About this exercise: Your answer should reproduce the full set of records exactly as given.

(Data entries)
════════

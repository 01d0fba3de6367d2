// Company calendar.

pub mod handlers;

use chrono::{Datelike, Months, NaiveDate};
use serde::{Deserialize, Serialize};

use crate::errors::AppError;
use crate::filter::{DateRange, Pipeline};
use crate::models::operations::{CalendarEvent, EventType};

pub fn events_on(events: &[CalendarEvent], day: NaiveDate) -> Vec<CalendarEvent> {
    Pipeline::<CalendarEvent>::new()
        .within(DateRange::new(Some(day), None), |e: &CalendarEvent| e.date)
        .run(events)
}

/// Events from the first of `day`'s month up to, not including, the first of the next.
pub fn events_in_month(events: &[CalendarEvent], day: NaiveDate) -> Vec<CalendarEvent> {
    let month_start = NaiveDate::from_ymd_opt(day.year(), day.month(), 1).unwrap_or(day);
    let Some(next_month) = month_start.checked_add_months(Months::new(1)) else {
        return Vec::new();
    };
    Pipeline::<CalendarEvent>::new()
        .filter(move |e: &CalendarEvent| month_start <= e.date && e.date < next_month)
        .run(events)
}

#[derive(Debug, Clone, PartialEq, Serialize)]
pub struct CalendarView {
    pub date: NaiveDate,
    pub on_day: Vec<CalendarEvent>,
    pub in_month: Vec<CalendarEvent>,
}

pub fn calendar_view(events: &[CalendarEvent], date: NaiveDate) -> CalendarView {
    CalendarView {
        date,
        on_day: events_on(events, date),
        in_month: events_in_month(events, date),
    }
}

#[derive(Debug, Clone, Deserialize)]
pub struct NewEvent {
    pub title: String,
    pub date: NaiveDate,
    #[serde(rename = "type")]
    pub event_type: EventType,
    #[serde(default)]
    pub description: Option<String>,
}

impl NewEvent {
    pub fn validate(&self) -> Result<(), AppError> {
        if self.title.trim().is_empty() {
            return Err(AppError::Validation("title is required".to_string()));
        }
        Ok(())
    }

    pub fn into_record(self, id: String) -> CalendarEvent {
        CalendarEvent {
            id,
            title: self.title.trim().to_string(),
            date: self.date,
            event_type: self.event_type,
            description: self
                .description
                .map(|d| d.trim().to_string())
                .filter(|d| !d.is_empty()),
        }
    }
}

#[cfg(test)]
mod tests {
    use super::*;
    use crate::seed::SeedData;
    use chrono::Duration;

    fn anchor() -> NaiveDate {
        NaiveDate::from_ymd_opt(2024, 6, 15).unwrap()
    }

    #[test]
    fn test_events_on_same_day() {
        let seed = SeedData::build(anchor());
        let day = anchor() + Duration::days(3);
        let titles: Vec<_> = events_on(&seed.events, day)
            .into_iter()
            .map(|e| e.title)
            .collect();
        assert_eq!(titles, vec!["Q3 All-Hands Town Hall", "React Best Practices"]);
    }

    #[test]
    fn test_month_window_is_half_open() {
        let seed = SeedData::build(anchor());
        // June holds days 3, 7 and 10 after the anchor; Labor Day is in September.
        let june = events_in_month(&seed.events, anchor());
        assert_eq!(june.len(), 4);
        assert!(june.iter().all(|e| e.date.month() == 6));

        let september = events_in_month(&seed.events, NaiveDate::from_ymd_opt(2024, 9, 30).unwrap());
        assert_eq!(september.len(), 1);
        assert_eq!(september[0].title, "Labor Day");

        let july = events_in_month(&seed.events, NaiveDate::from_ymd_opt(2024, 7, 1).unwrap());
        assert!(july.is_empty());
    }

    #[test]
    fn test_new_event_requires_title() {
        let event = NewEvent {
            title: " ".to_string(),
            date: anchor(),
            event_type: EventType::Other,
            description: None,
        };
        assert!(event.validate().is_err());
    }

    #[test]
    fn test_new_event_wire_type_field() {
        let event: NewEvent = serde_json::from_str(
            r#"{"title": "Offsite", "date": "2024-06-20", "type": "Town Hall"}"#,
        )
        .unwrap();
        assert_eq!(event.event_type, EventType::TownHall);
        let record = event.into_record("EVT006".to_string());
        assert_eq!(record.description, None);
    }
}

════════

Output below:
repository 01d0fba3de6367d2
// Company calendar.

pub mod handlers;

use chrono::{Datelike, Months, NaiveDate};
use serde::{Deserialize, Serialize};

use crate::errors::AppError;
use crate::filter::{DateRange, Pipeline};
use crate::models::operations::{CalendarEvent, EventType};

pub fn events_on(events: &[CalendarEvent], day: NaiveDate) -> Vec<CalendarEvent> {
    Pipeline::<CalendarEvent>::new()
        .within(DateRange::new(Some(day), None), |e: &CalendarEvent| e.date)
        .run(events)
}

/// Events from the first of `day`'s month up to, not including, the first of the next.
pub fn events_in_month(events: &[CalendarEvent], day: NaiveDate) -> Vec<CalendarEvent> {
    let month_start = NaiveDate::from_ymd_opt(day.year(), day.month(), 1).unwrap_or(day);
    let Some(next_month) = month_start.checked_add_months(Months::new(1)) else {
        return Vec::new();
    };
    Pipeline::<CalendarEvent>::new()
        .filter(move |e: &CalendarEvent| month_start <= e.date && e.date < next_month)
        .run(events)
}

#[derive(Debug, Clone, PartialEq, Serialize)]
pub struct CalendarView {
    pub date: NaiveDate,
    pub on_day: Vec<CalendarEvent>,
    pub in_month: Vec<CalendarEvent>,
}

pub fn calendar_view(events: &[CalendarEvent], date: NaiveDate) -> CalendarView {
    CalendarView {
        date,
        on_day: events_on(events, date),
        in_month: events_in_month(events, date),
    }
}

#[derive(Debug, Clone, Deserialize)]
pub struct NewEvent {
    pub title: String,
    pub date: NaiveDate,
    #[serde(rename = "type")]
    pub event_type: EventType,
    #[serde(default)]
    pub description: Option<String>,
}

impl NewEvent {
    pub fn validate(&self) -> Result<(), AppError> {
        if self.title.trim().is_empty() {
            return Err(AppError::Validation("title is required".to_string()));
        }
        Ok(())
    }

    pub fn into_record(self, id: String) -> CalendarEvent {
        CalendarEvent {
            id,
            title: self.title.trim().to_string(),
            date: self.date,
            event_type: self.event_type,
            description: self
                .description
                .map(|d| d.trim().to_string())
                .filter(|d| !d.is_empty()),
        }
    }
}

#[cfg(test)]
mod tests {
    use super::*;
    use crate::seed::SeedData;
    use chrono::Duration;

    fn anchor() -> NaiveDate {
        NaiveDate::from_ymd_opt(2024, 6, 15).unwrap()
    }

    #[test]
    fn test_events_on_same_day() {
        let seed = SeedData::build(anchor());
        let day = anchor() + Duration::days(3);
        let titles: Vec<_> = events_on(&seed.events, day)
            .into_iter()
            .map(|e| e.title)
            .collect();
        assert_eq!(titles, vec!["Q3 All-Hands Town Hall", "React Best Practices"]);
    }

    #[test]
    fn test_month_window_is_half_open() {
        let seed = SeedData::build(anchor());
        // June holds days 3, 7 and 10 after the anchor; Labor Day is in September.
        let june = events_in_month(&seed.events, anchor());
        assert_eq!(june.len(), 4);
        assert!(june.iter().all(|e| e.date.month() == 6));

        let september = events_in_month(&seed.events, NaiveDate::from_ymd_opt(2024, 9, 30).unwrap());
        assert_eq!(september.len(), 1);
        assert_eq!(september[0].title, "Labor Day");

        let july = events_in_month(&seed.events, NaiveDate::from_ymd_opt(2024, 7, 1).unwrap());
        assert!(july.is_empty());
    }

    #[test]
    fn test_new_event_requires_title() {
        let event = NewEvent {
            title: " ".to_string(),
            date: anchor(),
            event_type: EventType::Other,
            description: None,
        };
        assert!(event.validate().is_err());
    }

    #[test]
    fn test_new_event_wire_type_field() {
        let event: NewEvent = serde_json::from_str(
            r#"{"title": "Offsite", "date": "2024-06-20", "type": "Town Hall"}"#,
        )
        .unwrap();
        assert_eq!(event.event_type, EventType::TownHall);
        let record = event.into_record("EVT006".to_string());
        assert_eq!(record.description, None);
    }
}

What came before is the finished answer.